* Exercise description
Only the lines from the opening of the material through the one containing "MIT license, see" should be reproduced, each exactly as it stands.

* Input records

---------------

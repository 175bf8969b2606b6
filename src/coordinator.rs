// Copyright (c) 2026 The Jetledger Core developers
// Licensed under the Apache License, Version 2.0 see LICENSE-APACHE or
// http://www.apache.org/licenses/LICENSE-2.0 or the MIT license, see
// LICENSE-MIT or http://opensource.org/licenses/MIT

use crate::jet::JetStore;
use crate::nodes::NodeStorage;
use crate::primitives::{DynamicRole, JetId, NodeRef, ObjectId, PulseNumber};
use crate::pulse::PulseTracker;
use crate::storage::{KvStorage, StorageErr};
use rand::seq::SliceRandom;
use rand::SeedableRng;
use rand_chacha::ChaCha20Rng;
use std::sync::Arc;

#[derive(Debug)]
pub enum CoordinatorErr {
    /// No active candidates hold the requested role at that pulse
    NoCandidates,

    /// Pulse or node lookup failed
    Storage(StorageErr),
}

impl From<StorageErr> for CoordinatorErr {
    fn from(other: StorageErr) -> Self {
        Self::Storage(other)
    }
}

/// Deterministic role assignment. Every node holding the same entropy and
/// candidate snapshot computes identical results, so the cluster agrees on
/// responsibility without extra communication.
pub struct JetCoordinator<DB: KvStorage> {
    me: NodeRef,
    light_chain_limit: u32,
    tracker: Arc<dyn PulseTracker>,
    jets: Arc<JetStore<DB>>,
    nodes: Arc<dyn NodeStorage>,
}

impl<DB: KvStorage> JetCoordinator<DB> {
    pub fn new(
        me: NodeRef,
        light_chain_limit: u32,
        tracker: Arc<dyn PulseTracker>,
        jets: Arc<JetStore<DB>>,
        nodes: Arc<dyn NodeStorage>,
    ) -> Self {
        Self {
            me,
            light_chain_limit,
            tracker,
            jets,
            nodes,
        }
    }

    /// This node's own reference.
    #[must_use]
    pub fn me(&self) -> NodeRef {
        self.me
    }

    /// Resolves the ordered node list filling `role` for `object` at
    /// `pulse`. Reproducible bit-for-bit: seed = reference data hashed
    /// into a ChaCha20 stream driving one Fisher-Yates permutation of the
    /// candidate snapshot.
    pub fn query_role(
        &self,
        role: DynamicRole,
        object: &ObjectId,
        pulse: PulseNumber,
    ) -> Result<Vec<NodeRef>, CoordinatorErr> {
        let (jet, _) = self.jets.find_jet(pulse, object);
        self.query_role_for_jet(role, &jet, pulse)
    }

    /// Same as [`Self::query_role`] for an already-resolved jet.
    pub fn query_role_for_jet(
        &self,
        role: DynamicRole,
        jet: &JetId,
        pulse: PulseNumber,
    ) -> Result<Vec<NodeRef>, CoordinatorErr> {
        let stored = self.tracker.get_pulse(pulse)?;
        let candidates = self.nodes.in_role(pulse, role.static_role())?;
        if candidates.is_empty() {
            return Err(CoordinatorErr::NoCandidates);
        }

        let mut seed_input = Vec::with_capacity(64 + 33 + 5);
        seed_input.extend_from_slice(stored.pulse.entropy.as_bytes());
        seed_input.extend_from_slice(&pulse.to_be_bytes());
        seed_input.extend_from_slice(&jet.to_bytes());
        seed_input.push(role.tag());
        let seed = crate::primitives::Hash256::hash_from_slice(&seed_input, "coordinator.seed");

        let mut rng = ChaCha20Rng::from_seed(seed.0);
        let mut refs: Vec<NodeRef> = candidates.iter().map(|n| n.reference).collect();
        refs.shuffle(&mut rng);
        refs.truncate(role.candidate_count().min(refs.len()));
        if refs.len() < role.candidate_count() {
            return Err(CoordinatorErr::NoCandidates);
        }
        Ok(refs)
    }

    /// True when the serial distance from the current pulse to `target`
    /// exceeds the light chain limit, meaning the data has been escalated
    /// to heavy storage. An unresolvable pulse is a hard error, never a
    /// silent "within limit".
    pub fn is_beyond_limit(
        &self,
        current: PulseNumber,
        target: PulseNumber,
    ) -> Result<bool, CoordinatorErr> {
        let current = self.tracker.get_pulse(current)?;
        let target = self.tracker.get_pulse(target)?;
        Ok(current.serial.saturating_sub(target.serial) > u64::from(self.light_chain_limit))
    }

    /// The node to ask about `jet` data from `target`: the heavy holder
    /// once the light retention window has passed, else the light
    /// executor of that window.
    pub fn node_for_jet(
        &self,
        jet: &JetId,
        current: PulseNumber,
        target: PulseNumber,
    ) -> Result<NodeRef, CoordinatorErr> {
        if self.is_beyond_limit(current, target)? {
            return self.heavy(current);
        }
        self.light_executor_for_jet(jet, target)
    }

    /// The heavy-storage holder at `pulse`.
    pub fn heavy(&self, pulse: PulseNumber) -> Result<NodeRef, CoordinatorErr> {
        let refs = self.query_role_for_jet(DynamicRole::HeavyExecutor, &JetId::root(), pulse)?;
        Ok(refs[0])
    }

    pub fn light_executor_for_jet(
        &self,
        jet: &JetId,
        pulse: PulseNumber,
    ) -> Result<NodeRef, CoordinatorErr> {
        let refs = self.query_role_for_jet(DynamicRole::LightExecutor, jet, pulse)?;
        Ok(refs[0])
    }

    pub fn light_validators_for_jet(
        &self,
        jet: &JetId,
        pulse: PulseNumber,
    ) -> Result<Vec<NodeRef>, CoordinatorErr> {
        self.query_role_for_jet(DynamicRole::LightValidator, jet, pulse)
    }
}

#[cfg(test)]
mod tests {
    use super::*;
    use crate::nodes::{Node, NodeStorageMemory};
    use crate::primitives::{Entropy, Hash256, StaticRole};
    use crate::pulse::{Pulse, PulseTrackerMemory};
    use crate::storage::MemoryStorage;

    struct Fixture {
        tracker: Arc<PulseTrackerMemory>,
        nodes: Arc<NodeStorageMemory>,
        coordinator: JetCoordinator<MemoryStorage>,
    }

    fn fixture(light_chain_limit: u32) -> Fixture {
        let db = Arc::new(MemoryStorage::new());
        let tracker = Arc::new(PulseTrackerMemory::new());
        let jets = Arc::new(JetStore::new(db));
        let nodes = Arc::new(NodeStorageMemory::new());
        let coordinator = JetCoordinator::new(
            NodeRef([0xaa; 32]),
            light_chain_limit,
            tracker.clone() as Arc<dyn PulseTracker>,
            jets,
            nodes.clone() as Arc<dyn NodeStorage>,
        );
        Fixture {
            tracker,
            nodes,
            coordinator,
        }
    }

    fn light_nodes(count: u8) -> Vec<Node> {
        (0..count)
            .map(|i| Node {
                reference: NodeRef([i; 32]),
                role: StaticRole::LightMaterial,
            })
            .collect()
    }

    #[test]
    fn query_role_is_deterministic_across_nodes() {
        let a = fixture(5);
        let b = fixture(5);
        let entropy = Entropy([7; 64]);
        for f in [&a, &b] {
            f.tracker.add_pulse(Pulse::new(1, entropy)).unwrap();
            f.nodes.set_active_nodes(1, light_nodes(100)).unwrap();
        }

        let object = ObjectId::new(1, Hash256([42; 32]));
        let selected_a = a
            .coordinator
            .query_role(DynamicRole::LightValidator, &object, 1)
            .unwrap();
        let selected_b = b
            .coordinator
            .query_role(DynamicRole::LightValidator, &object, 1)
            .unwrap();

        assert_eq!(selected_a.len(), 3);
        assert_eq!(selected_a, selected_b);
    }

    #[test]
    fn query_role_depends_on_entropy() {
        let a = fixture(5);
        let b = fixture(5);
        a.tracker.add_pulse(Pulse::new(1, Entropy([1; 64]))).unwrap();
        b.tracker.add_pulse(Pulse::new(1, Entropy([2; 64]))).unwrap();
        a.nodes.set_active_nodes(1, light_nodes(100)).unwrap();
        b.nodes.set_active_nodes(1, light_nodes(100)).unwrap();

        let object = ObjectId::new(1, Hash256([42; 32]));
        let selected_a = a
            .coordinator
            .query_role(DynamicRole::LightValidator, &object, 1)
            .unwrap();
        let selected_b = b
            .coordinator
            .query_role(DynamicRole::LightValidator, &object, 1)
            .unwrap();
        assert_ne!(selected_a, selected_b);
    }

    #[test]
    fn query_role_without_candidates_is_fatal() {
        let f = fixture(5);
        f.tracker.add_pulse(Pulse::new(1, Entropy([7; 64]))).unwrap();
        f.nodes.set_active_nodes(1, Vec::new()).unwrap();
        let object = ObjectId::new(1, Hash256([42; 32]));
        assert!(matches!(
            f.coordinator
                .query_role(DynamicRole::LightExecutor, &object, 1)
                .unwrap_err(),
            CoordinatorErr::NoCandidates
        ));
    }

    #[test]
    fn beyond_limit_compares_serial_distance() {
        // Serial distance 26 with limit 25: beyond. Distance 1: within.
        let f = fixture(25);
        for n in 0..=50u32 {
            f.tracker.add_pulse(Pulse::new(n, Entropy::zero())).unwrap();
        }
        // Serials here equal number + 1.
        assert!(f.coordinator.is_beyond_limit(49, 23).unwrap());
        assert!(!f.coordinator.is_beyond_limit(49, 48).unwrap());
        // Boundary: distance == limit stays within.
        assert!(!f.coordinator.is_beyond_limit(49, 24).unwrap());
    }

    #[test]
    fn beyond_limit_propagates_unresolvable_pulses() {
        let f = fixture(25);
        f.tracker.add_pulse(Pulse::new(5, Entropy::zero())).unwrap();
        assert!(matches!(
            f.coordinator.is_beyond_limit(5, 99).unwrap_err(),
            CoordinatorErr::Storage(StorageErr::NotFound)
        ));
        assert!(matches!(
            f.coordinator.is_beyond_limit(99, 5).unwrap_err(),
            CoordinatorErr::Storage(StorageErr::NotFound)
        ));
    }

    #[test]
    fn node_for_jet_routes_old_data_to_heavy() {
        let f = fixture(2);
        for n in 0..=5u32 {
            f.tracker.add_pulse(Pulse::new(n, Entropy::zero())).unwrap();
        }
        let mut nodes = light_nodes(3);
        nodes.push(Node {
            reference: NodeRef([0xbb; 32]),
            role: StaticRole::HeavyMaterial,
        });
        for n in 0..=5u32 {
            f.nodes.set_active_nodes(n, nodes.clone()).unwrap();
        }

        // Distance 5 > limit 2: heavy holder answers.
        let resolved = f.coordinator.node_for_jet(&JetId::root(), 5, 0).unwrap();
        assert_eq!(resolved, NodeRef([0xbb; 32]));

        // Distance 1: the light executor of the target window answers.
        let resolved = f.coordinator.node_for_jet(&JetId::root(), 5, 4).unwrap();
        assert_ne!(resolved, NodeRef([0xbb; 32]));
    }

    #[test]
    fn node_for_jet_fails_when_limit_check_fails() {
        let f = fixture(2);
        f.tracker.add_pulse(Pulse::new(5, Entropy::zero())).unwrap();
        assert!(f.coordinator.node_for_jet(&JetId::root(), 5, 99).is_err());
    }
}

---------------

* Solved problem
repository 175bf8969b2606b6
filename src/coordinator.rs
// Copyright (c) 2026 The Jetledger Core developers
// Licensed under the Apache License, Version 2.0 see LICENSE-APACHE or
// http://www.apache.org/licenses/LICENSE-2.0 or the MIT license, see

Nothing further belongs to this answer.